I’ll begin this post by laying out exactly what I’m saying and what I’m not saying. “Autism,” which is not real, is a conceptual “spectrum” of “mental disorders” or “symptoms” that cover everything from speech delays, complete mutism, learning difficulties, learning too quickly, being introverted, hyperfixation, stimming, or just being weird. A few of these disorders are actually real and refer to measurable deficiencies in the brain. These are, of course, the “low-functioning” ones. The idea of a thread connecting these disorders to the “high-functioning” symptoms is baseless, schizophrenic, and harmful. It helps nobody and it medicalizes behavior that used to be completely normal if a little undesirable. Learning that a person is “autistic” will tell you absolutely nothing about that person, because that label does not refer to anything.
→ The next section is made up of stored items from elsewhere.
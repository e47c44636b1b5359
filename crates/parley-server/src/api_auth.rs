//! Credential issuance: `/auth/google`, `/auth/refresh` and `/auth/me`.

use crate::api::ApiError;
use crate::AppState;
use axum::{
    extract::{Extension, Json},
    http::{header, HeaderMap},
};
use parley_auth::{CredentialKind, Identity};
use serde::{Deserialize, Serialize};
use std::sync::Arc;

/// Request body for `POST /auth/google`.
#[derive(Debug, Deserialize)]
pub struct GoogleLoginRequest {
    pub google_id_token: String,
}

/// Request body for `POST /auth/refresh`.
#[derive(Debug, Deserialize)]
pub struct RefreshRequest {
    pub refresh_token: String,
}

/// Response from `/auth/google` and `/auth/refresh`.
#[derive(Debug, Serialize, Deserialize)]
pub struct AuthResponse {
    pub access_token: String,
    /// Only set on initial login; refresh never issues a new refresh credential.
    pub refresh_token: Option<String>,
    pub token_type: String,
    /// Access credential lifetime in seconds.
    pub expires_in: u64,
}

/// Response from `GET /auth/me`.
#[derive(Debug, Serialize, Deserialize)]
pub struct UserResponse {
    pub id: String,
    pub email: String,
    pub name: String,
    pub picture: Option<String>,
}

fn issue_access(state: &AppState, identity: &Identity) -> Result<String, ApiError> {
    Ok(state
        .codec
        .encode(identity, CredentialKind::Access, state.access_ttl)?)
}

/// Handler for `POST /auth/google`.
///
/// Exchanges a Google ID token for an access and refresh credential pair if
/// the verified e-mail is on the allowlist.
pub async fn google_login_handler(
    Extension(state): Extension<Arc<AppState>>,
    Json(payload): Json<GoogleLoginRequest>,
) -> Result<Json<AuthResponse>, ApiError> {
    let assertion = payload.google_id_token.trim();
    if assertion.is_empty() {
        return Err(ApiError::BadRequest("google_id_token is required".to_string()));
    }

    let asserted = state.verifier.verify(assertion).await.map_err(|e| {
        tracing::warn!("identity assertion rejected: {}", e);
        ApiError::from(e)
    })?;

    if !state.allowlist.permits(&asserted.email) {
        tracing::warn!(subject = %asserted.email, "login refused: not on allowlist");
        return Err(ApiError::Forbidden("Email not authorized".to_string()));
    }

    let identity: Identity = asserted.into();
    let access_token = issue_access(&state, &identity)?;
    let refresh_token = state
        .codec
        .encode(&identity, CredentialKind::Refresh, state.refresh_ttl)?;

    tracing::info!(subject = %identity.subject, "credentials issued");
    Ok(Json(AuthResponse {
        access_token,
        refresh_token: Some(refresh_token),
        token_type: "bearer".to_string(),
        expires_in: state.access_ttl.as_secs(),
    }))
}

/// Handler for `POST /auth/refresh`.
pub async fn refresh_handler(
    Extension(state): Extension<Arc<AppState>>,
    Json(payload): Json<RefreshRequest>,
) -> Result<Json<AuthResponse>, ApiError> {
    let identity = state
        .codec
        .decode(payload.refresh_token.trim(), CredentialKind::Refresh)
        .map_err(|e| {
            tracing::warn!("refresh credential rejected: {}", e);
            ApiError::from(e)
        })?;

    let access_token = issue_access(&state, &identity)?;
    tracing::info!(subject = %identity.subject, "access credential refreshed");

    Ok(Json(AuthResponse {
        access_token,
        refresh_token: None,
        token_type: "bearer".to_string(),
        expires_in: state.access_ttl.as_secs(),
    }))
}

/// Handler for `GET /auth/me`.
///
/// Requires `Authorization: Bearer <access credential>`.
pub async fn me_handler(
    Extension(state): Extension<Arc<AppState>>,
    headers: HeaderMap,
) -> Result<Json<UserResponse>, ApiError> {
    let token = headers
        .get(header::AUTHORIZATION)
        .and_then(|value| value.to_str().ok())
        .and_then(|value| value.strip_prefix("Bearer "))
        .ok_or_else(|| ApiError::Unauthorized("Invalid authorization header".to_string()))?;

    let identity = state.codec.decode(token.trim(), CredentialKind::Access)?;
    Ok(Json(UserResponse {
        id: identity.subject.clone(),
        email: identity.subject,
        name: identity.name,
        picture: identity.picture,
    }))
}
You can get a brief rundown of the history of autism by reading Temple Grandin’s book, “The Autistic Brain.” This is one of the books I read when I believed that psychology was a legitimate field that contained any insight about its ostensible area of study. Anyway, the book explains that autism is not real. It was hallucinated in the 1950s based on literally fucking nothing. It was a mass panic, no realer than Havana Syndrome. The idea was that mothers were neglecting their infants and causing them to be socially invalid. This founding myth is so absurd that even the quacks who peddle autism have abandoned it. It is now considered offensive to blame the families of autistic people for their autism. So who or what can we blame? Well, nothing. No conflicting theory arose to replace the first one. The current myth is that people are born with some X factor called “autism” that just makes them socially invalid for no reason. Or it makes them weird, or too smart, or obsessed with alternate history videos, or completely nonverbal. How do we know that all of these things are connected? Because we assumed so 70 years ago as part of a theory that has been erased from history because it was so retarded.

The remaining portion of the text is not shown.